Em editorial sobre a Lei de Imprensa, Dines chamou a atenção para o fato de que a ‘pura e simples’ extinção da lei não significa uma melhora imediata no padrão da imprensa brasileira. ‘Varrido o entulho autoritário, é indispensável iniciar um movimento de construção de uma nova estrutura e uma nova mentalidade midiática.’ Para Dines, as dificuldades para garantir o direito de resposta são tão graves quanto as ‘vergonhosas’ concessões de radiodifusão a parlamentares. ‘A extinção da Lei de Imprensa contém uma grande carga simbólica e moral. Deve ser saudada. Mas é preciso lembrar que a vida continua e muita coisa continuará como está. Depois de remover o entulho é imperioso cimentar novos caminhos’, disse.


A reportagem exibida no programa ouviu a opinião do jurista e especialista em comunicação José Paulo Cavalcanti Filho e dos jornalistas Maurício Azêdo, presidente da Associação Brasileira de Imprensa (ABI), e Aluízio Maranhão, editor de Opinião de O Globo. O presidente da ABI defende a revogação total da lei porque ela colide com o texto constitucional, que assegura a liberdade de opinião e expressão e veda a possibilidade de censura. É um entrave ao livre fluxo de opiniões.

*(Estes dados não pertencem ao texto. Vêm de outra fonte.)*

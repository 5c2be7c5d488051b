use std::fmt::{Display, Formatter};
use std::str::FromStr;

use schemars::JsonSchema;
use serde::{Deserialize, Serialize};
use thiserror::Error;

/// 广告投放版位（固定枚举）
#[derive(Debug, Clone, Copy, PartialEq, Eq, Hash, Serialize, Deserialize, JsonSchema)]
pub enum Placement {
    /// 1:1 方图
    #[serde(rename = "square_1_1")]
    Square1x1,
    /// 4:5 竖版信息流
    #[serde(rename = "portrait_4_5")]
    Portrait4x5,
    /// 9:16 全屏故事
    #[serde(rename = "story_9_16")]
    Story9x16,
    /// 16:9 横版
    #[serde(rename = "landscape_16_9")]
    Landscape16x9,
}

impl Placement {
    pub const ALL: [Placement; 4] = [
        Placement::Square1x1,
        Placement::Portrait4x5,
        Placement::Story9x16,
        Placement::Landscape16x9,
    ];

    /// 版位标识符，与序列化格式一致
    pub fn id(&self) -> &'static str {
        match self {
            Placement::Square1x1 => "square_1_1",
            Placement::Portrait4x5 => "portrait_4_5",
            Placement::Story9x16 => "story_9_16",
            Placement::Landscape16x9 => "landscape_16_9",
        }
    }
}

impl Display for Placement {
    fn fmt(&self, f: &mut Formatter<'_>) -> std::fmt::Result {
        write!(f, "{}", self.id())
    }
}

impl FromStr for Placement {
    type Err = String;

    fn from_str(s: &str) -> Result<Self, Self::Err> {
        let normalized = s.trim().to_lowercase();
        Placement::ALL
            .into_iter()
            .find(|placement| placement.id() == normalized)
            .ok_or_else(|| format!("Unknown placement: {}", s))
    }
}

/// 输入校验错误
#[derive(Debug, Error, PartialEq, Eq)]
pub enum InputError {
    #[error("intent text must not be empty")]
    EmptyIntent,
    #[error("at least one placement is required")]
    NoPlacements,
}

/// 调用方提交的简报解析请求，在一次流水线运行期间保持不变
#[derive(Debug, Clone, PartialEq, Serialize, Deserialize)]
#[serde(rename_all = "camelCase")]
pub struct BriefParseInput {
    /// 自由文本的投放意图
    pub intent_text: String,
    #[serde(default, skip_serializing_if = "Option::is_none")]
    pub industry: Option<String>,
    /// 目标版位，有序且非空
    pub placements: Vec<Placement>,
    /// 需要规避的敏感词
    #[serde(default, skip_serializing_if = "Option::is_none")]
    pub sensitive_words: Option<Vec<String>>,
}

impl BriefParseInput {
    pub fn new(intent_text: impl Into<String>, placements: Vec<Placement>) -> Self {
        Self {
            intent_text: intent_text.into(),
            industry: None,
            placements,
            sensitive_words: None,
        }
    }

    pub fn with_industry(mut self, industry: impl Into<String>) -> Self {
        self.industry = Some(industry.into());
        self
    }

    pub fn with_sensitive_words(mut self, words: Vec<String>) -> Self {
        self.sensitive_words = Some(words);
        self
    }

    /// 校验请求的基本约束（意图非空、版位非空）
    pub fn validate(&self) -> Result<(), InputError> {
        if self.intent_text.trim().is_empty() {
            return Err(InputError::EmptyIntent);
        }
        if self.placements.is_empty() {
            return Err(InputError::NoPlacements);
        }
        Ok(())
    }
}

#[cfg(test)]
mod tests {
    use super::*;

    #[test]
    fn test_placement_ids_round_trip_through_from_str() {
        for placement in Placement::ALL {
            assert_eq!(placement.id().parse::<Placement>().unwrap(), placement);
        }
        assert_eq!(" Square_1_1 ".parse::<Placement>().unwrap(), Placement::Square1x1);
        assert!("billboard".parse::<Placement>().is_err());
    }

    #[test]
    fn test_placement_serializes_as_id() {
        let json = serde_json::to_string(&vec![Placement::Story9x16]).unwrap();
        assert_eq!(json, r#"["story_9_16"]"#);
    }

    #[test]
    fn test_input_deserializes_camel_case() {
        let input: BriefParseInput = serde_json::from_str(
            r#"{"intentText":"Launch","placements":["square_1_1"],"sensitiveWords":["cheap"]}"#,
        )
        .unwrap();

        assert_eq!(input.intent_text, "Launch");
        assert_eq!(input.industry, None);
        assert_eq!(input.placements, vec![Placement::Square1x1]);
        assert_eq!(input.sensitive_words, Some(vec!["cheap".to_string()]));
    }

    #[test]
    fn test_validate() {
        let input = BriefParseInput::new("Launch a sale", vec![Placement::Square1x1]);
        assert!(input.validate().is_ok());

        let empty_intent = BriefParseInput::new("   ", vec![Placement::Square1x1]);
        assert_eq!(empty_intent.validate(), Err(InputError::EmptyIntent));

        let no_placements = BriefParseInput::new("Launch a sale", vec![]);
        assert_eq!(no_placements.validate(), Err(InputError::NoPlacements));
    }
}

José Paulo Cavalcanti Filho disse que a legislação poderia estar suspensa desde 1997, se a mesa da Câmara dos Deputados tivesse posto em votação um projeto do então deputado federal Vilmar Rocha (PFL-GO), que pedia a revogação da lei. ‘É como se uma conspiração deletéria entre as grandes corporações de comunicação e a elite política do Congresso impedisse o país de ter uma Lei de Imprensa decente’, criticou. Para Aluízio Maranhão, não podem existir ‘vácuos’ se a lei for revogada. O direito de resposta deve ser garantido com regras sensatas e objetivas. Outro ponto a ser discutido é a concessão de indenizações pela Justiça. Se não houver barreiras neste aspecto, em locais onde o poder político influencia o Poder Judiciário haverá o risco da falência de meios de comunicação.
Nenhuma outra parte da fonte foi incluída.